World’s worst person decides on a career in marketing.
“I think it’s the career path that will best utilize my networking skills and my ability to think outside the box,” said Deenan, whose smug, gloating tone and shit-eating smile just make you want to punch his goddamn teeth in. “So I’m definitely thinking marketing. Either that, or PR.”
Mocketing: making fun of your product or brand in order to sell the product and build the brand. Found out about mocketing from this Book Design Review post on a book called Unmarketable.
Big-seed marketing. Instead of relying purely on viral marketing or mass media marketing alone, big-seed marketing combines the two approaches so that a large initial audience spreads the marketing message to a secondary audience, yielding more overall interest than either approach would have by itself, even if the message isn’t that contagious. “Because big-seed marketing harnesses the power of large numbers of ordinary people, its success does not depend on influentials or on any other special individuals; thus, managers can dispense with the probably fruitless exercise of predicting how, or through whom, contagious ideas will spread.”
Update: Full paper with data is here. (via atomiq)
Speaking of brand genericide, Heroin was actually a brand name trademarked by the Bayer drug company. (thx chris, who joked, “Can I interest you in some Heroin brand morphine substitute?”)
Harris Interactive recently released a list of products ranked by brand equity, a measure of the brand’s popularity with US consumers. Here’s the top 10:
1. Reynolds Wrap Aluminum Foil
2. Ziploc Food Bags
3. Hershey’s Milk Chocolate Candy Bars
4. Kleenex Facial Tissues
5. Clorox Bleach
6. WD-40 Spray Lubricant
7. Heinz Ketchup
8. Ziploc Containers
9. Windex Glass Cleaner
10. Campbell’s Soups
Marketing can be a double-edged sword. The companies who manufacture these products have done a fantastic job in marketing these products, so fantastic in some cases that the brand name is in danger of becoming a genericized trademark. From the list above, I routinely use Ziploc, Kleenex, WD-40, and Windex to refer to the generic versions of those products, even though we sometimes use Glad products instead of Ziploc, Puffs instead of Kleenex, or another glass cleaner instead of Windex. If the companies on this list aren’t careful, they could lose the trademarked products that they’ve worked so hard to market so successfully.
Here’s a list of American proprietary eponyms, or brand names that have fallen into general use. Some of the names on the list are so old or in such common use (escalator, popsicle) that I didn’t even know they had been brands. Two current brands I can think of that might be in danger of genericide: iPod and Google. (via rw)
An extensive listing of all the promotional merchandise from Pixar/Disney’s Cars. Over 70 licensees will be offering themed merchandise like toy cars, cross stitch kits, books, staplers, shower curtains, sippy cups, and a boatload of Kellogg’s cereals. Holy overload.
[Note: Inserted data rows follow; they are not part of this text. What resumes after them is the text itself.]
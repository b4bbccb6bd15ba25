use std::sync::atomic::{AtomicUsize, Ordering};

use crate::graph::NodeId;
use crate::traffic::LoadTracker;

#[test]
fn try_reserve_admits_up_to_capacity_and_no_further() {
    let load = LoadTracker::new(2);
    let (a, b) = (NodeId(0), NodeId(1));

    assert!(load.try_reserve(a, b, 3, 5));
    assert_eq!(load.current(a, b), 3);

    // 3 + 3 > 5: the second reservation must fail with no side effect.
    assert!(!load.try_reserve(a, b, 3, 5));
    assert_eq!(load.current(a, b), 3);

    assert!(load.try_reserve(a, b, 2, 5));
    assert_eq!(load.current(a, b), 5);
    assert!(!load.try_reserve(a, b, 1, 5));
}

#[test]
fn try_reserve_rejects_size_larger_than_capacity() {
    let load = LoadTracker::new(2);
    assert!(!load.try_reserve(NodeId(0), NodeId(1), 6, 5));
    assert_eq!(load.current(NodeId(0), NodeId(1)), 0);
}

#[test]
fn two_racing_reservations_admit_exactly_one() {
    // cap = 5, two concurrent size-3 requests: only one can fit.
    for _ in 0..50 {
        let load = LoadTracker::new(2);
        let admitted = AtomicUsize::new(0);

        std::thread::scope(|scope| {
            for _ in 0..2 {
                scope.spawn(|| {
                    if load.try_reserve(NodeId(0), NodeId(1), 3, 5) {
                        admitted.fetch_add(1, Ordering::Relaxed);
                    }
                });
            }
        });

        assert_eq!(admitted.load(Ordering::Relaxed), 1);
        assert_eq!(load.current(NodeId(0), NodeId(1)), 3);
    }
}

#[test]
fn hot_link_never_overshoots_under_contention() {
    let load = LoadTracker::new(2);
    let cap = 100;
    let admitted = AtomicUsize::new(0);

    std::thread::scope(|scope| {
        for _ in 0..16 {
            scope.spawn(|| {
                for _ in 0..50 {
                    if load.try_reserve(NodeId(0), NodeId(1), 3, cap) {
                        admitted.fetch_add(1, Ordering::Relaxed);
                    }
                    // The invariant must hold at every observable point.
                    assert!(load.current(NodeId(0), NodeId(1)) <= cap);
                }
            });
        }
    });

    // 16 threads x 50 attempts x size 3 far exceeds cap: the link must be
    // packed to the last size-3 slot, never past it.
    assert_eq!(load.current(NodeId(0), NodeId(1)), 99);
    assert_eq!(admitted.load(Ordering::Relaxed), 33);
}

#[test]
fn snapshot_reflects_reservations_per_link() {
    let load = LoadTracker::new(3);
    assert!(load.try_reserve(NodeId(0), NodeId(1), 4, 10));
    assert!(load.try_reserve(NodeId(2), NodeId(0), 6, 10));

    let snap = load.snapshot();
    assert_eq!(snap.get(0, 1), 4);
    assert_eq!(snap.get(2, 0), 6);
    assert_eq!(snap.cell_sum(), 10);
}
The delicate marketing of Brokeback Mountain. In Manhattan for example, analysis of the city’s various social microclimates was used to select the opening theaters to de-emphasize the art-house aspect of the film. (via dj)
More and more, shoppers are judging books by their covers. “Studies show that a book on a three-for-two table has about one and a half seconds to catch a reader’s eye.”
Top 10 cheap marketing ploys to increase sales of comic books, but as noted in the comments, a sufficiently generalized version of this list would work in many instances.
An interview with David Greiner of Campaign Monitor. Some good stuff in here about starting a small business on the Web.
I love that Davenetics still shows up in these graphs of the top blogs on Technorati. I read Davenetics daily but the only reason it is on the list is because it’s linked in a default Blogger template. If T’rati actually looked at their “statistics” instead of just using them to market to us, this sort of thing is pretty easy to spot (if the ratio of the # of links vs. the # of sites linking is close to 1.0, the site may not belong on the list). (Oh, and Binary Bonsai is suspect as well…its high rank is at least partially due to a default link on a popular Wordpress template.)
A quick take on Apple’s control freakishness. “Running a tightly controlled company has worked well for Jobs. But being a little out of control can pay dividends, too - by fostering creative freedom, not to mention goodwill. Jobs need only look at his own slogans. Life Is Random. Enjoy Uncertainty. At Apple, this is marketing, not a way of life.”
Books that changed the world. Just a few of the things that have changed the world so far: cod, salt, chips, radio in Canada, sewing machines, atomic weaponry, quinine, cables, sheep, gunpower, etc. etc.